H. Chronic Granulomatous Disease (CGD) [8,23,28]

  1. X linked and autosomal forms, lesions in subunits of Cytochrome b (NADPH oxidase)
    1. Mutations in one or more of 6 genes coding for components of the NADPH oxidase complex
    2. Most common (~70% of CGD) is defect in 65K protein on chr Xp21
    3. This is a mutation in one of the two subunits of cytochrome B (gp91 phox)
    4. Autosomal recessive CGD due to mutaitons in various genes: p47hox (~20% of cases), p22phox (~5%), p67phox (~5%),
    5. Rarely, abnormalities in Rac2, a small GTPase, can cause CGD-like disease
  2. Affected Cell Types
    1. NADPH oxidase is present in phagocytes
    2. Neutrophils and macrophages primarily affected. Normal B and T cells
    3. PMNs cannot kill bacteria because of inability to produce superoxide
  3. Symptoms
    1. Recurrent pyogenic infections with catalase-positive organisms
    2. Excessive granuloma formation with defective white blood cells
    3. Increased risk of aspirgillosis, including pneumonia [8,35]
    4. Infections wane as patients get older (may be due to protective antibodies)
    5. Recurrent pneumonia, bronchiolitis (relatively uncommon) [40]
    6. Similar to Glucose-6-Phosphate Dehydrogenase (G6PD) Deficiency
  4. Diagnosis
    1. Dihydrorhotamine assay for NADPH oxidase
    2. Results either absent or reduced levels of NADPH oxidase
    3. Levels typically correspond to specific mutations
  5. Treatment
    1. TMP-SMX (Bactrim®, Septra®) antibiotic prophylaxis qd
    2. Prolonged courses of additional antibiotics for any infections
    3. Prophylaxis with itraconazole reduces risk of serious and superficialc infections [32]
    4. Aggressive surgical treatment of abscesses
    5. Interferon gamma
    6. Granulocyte transfusions
    7. Allogeneic (HLA-matched sibling) transplantation with T cell graft ablation [31]
  6. Interferon gamma (IFNg) [12]
    1. Improves symptoms, reduces infection rate
    2. Recombinant IFNg (Actimmune®) is approved for prophylaxis in CGD
    3. Dose is 50µg/m2 3X/week sc
    4. Well tolerated, reduces infections by ~70%

I. Myeloperoxidase Deficiency [23,28]

  1. Most common neutrophil (PMN) defect
  2. Due to mutations in myeloperoxidase
    1. Autosomal recessive trait, ~1/1000 persons
    2. Heme enzyme which catalyzes oxidation of Cl-, Br-, I- (or SCN-) by hydrogen peroxide:
    3. Cl- + H2O2 --> OCl- + H2O
    4. OCl- is antimicrobial (but redundant systems are present)
  3. Symptoms
    1. Minimal symptoms unless another defect present (such as diabetes mellitus)
    2. May be detected on an automated differential count showing abnormally sized PMNs
    3. Infections most commonly seen are due to Candida (yeast)
    4. Skin infections are also common
  4. May present similar to CGD since oxidative burst functions are abnormal

J. Thymus and Parathyroid Aplasia (DiGeorge Syndrome) [14]

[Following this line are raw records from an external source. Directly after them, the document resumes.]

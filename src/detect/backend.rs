use anyhow::Result;

use crate::detect::result::Detection;
use crate::frame::Frame;

/// What a backend can recognise.
#[non_exhaustive]
#[derive(Clone, Copy, Debug, PartialEq, Eq)]
pub enum DetectionCapability {
    PersonDetection,
    VehicleDetection,
}

/// Detector backend trait.
///
/// The model behind a backend is opaque to the analytics engine: it is never
/// trained, loaded or tuned here. Only the output contract matters.
pub trait DetectorBackend: Send {
    /// Backend identifier.
    fn name(&self) -> &'static str;

    /// Returns true when the backend supports a capability.
    fn supports(&self, capability: DetectionCapability) -> bool;

    /// Run detection on a frame.
    ///
    /// Boxes are in the frame's pixel space. Order is the detector's own and
    /// is preserved downstream.
    fn detect(&mut self, frame: &Frame) -> Result<Vec<Detection>>;

    /// Optional warm-up hook.
    fn warm_up(&mut self) -> Result<()> {
        Ok(())
    }
}
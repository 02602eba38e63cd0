use serde::{Deserialize, Serialize};

use crate::geometry::BBox;

pub const PERSON_CLASS: &str = "person";

/// Classes the traffic analyzer counts.
pub const TRAFFIC_VEHICLE_CLASSES: &[&str] = &["car", "bus", "truck", "motorcycle"];

/// Classes that can occupy a parking spot.
pub const PARKING_VEHICLE_CLASSES: &[&str] = &["car", "bus", "truck"];

/// Classes kept by the orchestrator when no allowlist is configured.
pub const DEFAULT_TARGET_CLASSES: &[&str] =
    &["person", "car", "bus", "truck", "motorcycle", "bicycle"];

/// One object reported by a detector backend.
#[derive(Clone, Debug, PartialEq, Serialize, Deserialize)]
pub struct Detection {
    /// Pixel corners `[x1, y1, x2, y2]`.
    pub bbox: BBox,
    /// Detector class label, e.g. "person" or "car".
    #[serde(rename = "class_name")]
    pub class_label: String,
    /// Score in `[0, 1]`.
    pub confidence: f32,
}

impl Detection {
    pub fn new(bbox: BBox, class_label: impl Into<String>, confidence: f32) -> Self {
        Self {
            bbox,
            class_label: class_label.into(),
            confidence,
        }
    }

    pub fn is_person(&self) -> bool {
        self.class_label == PERSON_CLASS
    }

    pub fn is_class_in(&self, classes: &[&str]) -> bool {
        classes.iter().any(|c| *c == self.class_label)
    }
}

/// Keep detections whose class is in `target_classes` and whose confidence
/// reaches `min_confidence`. Degenerate boxes are dropped with a warning.
pub fn filter_urban_objects<S: AsRef<str>>(
    detections: &[Detection],
    target_classes: &[S],
    min_confidence: f32,
) -> Vec<Detection> {
    detections
        .iter()
        .filter(|d| {
            if d.bbox.is_degenerate() {
                log::warn!(
                    "dropping degenerate {} box {:?}",
                    d.class_label,
                    d.bbox
                );
                return false;
            }
            d.confidence >= min_confidence
                && target_classes.iter().any(|c| c.as_ref() == d.class_label)
        })
        .cloned()
        .collect()
}

#[cfg(test)]
mod tests {
    use super::*;

    #[test]
    fn filter_keeps_confident_target_classes() {
        let detections = vec![
            Detection::new(BBox::new(0, 0, 10, 10), "person", 0.9),
            Detection::new(BBox::new(0, 0, 10, 10), "car", 0.4),
            Detection::new(BBox::new(0, 0, 10, 10), "giraffe", 0.99),
            Detection::new(BBox::new(10, 10, 5, 5), "bus", 0.99),
            Detection::new(BBox::new(0, 0, 10, 10), "bicycle", 0.5),
        ];
        let kept = filter_urban_objects(&detections, DEFAULT_TARGET_CLASSES, 0.5);
        let labels: Vec<_> = kept.iter().map(|d| d.class_label.as_str()).collect();
        assert_eq!(labels, vec!["person", "bicycle"]);
    }

    #[test]
    fn deserializes_detector_json() {
        let json = r#"{"bbox":[10,10,60,40],"class_name":"car","confidence":0.8}"#;
        let det: Detection = serde_json::from_str(json).unwrap();
        assert_eq!(det.bbox, BBox::new(10, 10, 60, 40));
        assert!(det.is_class_in(TRAFFIC_VEHICLE_CLASSES));
        assert!(!det.is_person());
    }
}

  1. Failure of 3rd and 4th pharyngeal pouches to develop at 12th week gestation
  2. Therefore, both thymus and parathyroid glands fail to develop
  3. Failure of aorticopulmonary septum to spiral
  4. Thymic Abnormalities
    1. Patients have T cell precursors but these fail to mature normally
    2. Abnormal thymic epithelium is believed to play a role
    3. Patients with profound T cell deficiency are said to have Complete DeGeorge Syndrome
  5. Other Symptoms
    1. Hypoparathyroidism: lack of PTH leads to hypocalcemia
    2. Congenital Heart Disesase See Cad "Congenital Heart Disease"
  6. Genetics
    1. ~50% of patients are hemizygous for chr 22q11
    2. Deletion of TBX-1 gene on chr 22q11 is believed to be the cause
    3. TBX-1 plays major role in thymius and parathyroid development
    4. Other syndromes are associated with chr22q11 hemizygosity [14]
    5. Most common of these is velocardiofacial syndrome
    6. Rarer patients with DiGeorge are hemizyous for chr 10p13
  7. Treatment
    1. Allogeneic (HLA-indentical) Bone Marrow or Allogeneic Stem Cell Transplantation
    2. Allogeneic, cultured, postnatal (day 2-35) thymic tissue transplantation [19]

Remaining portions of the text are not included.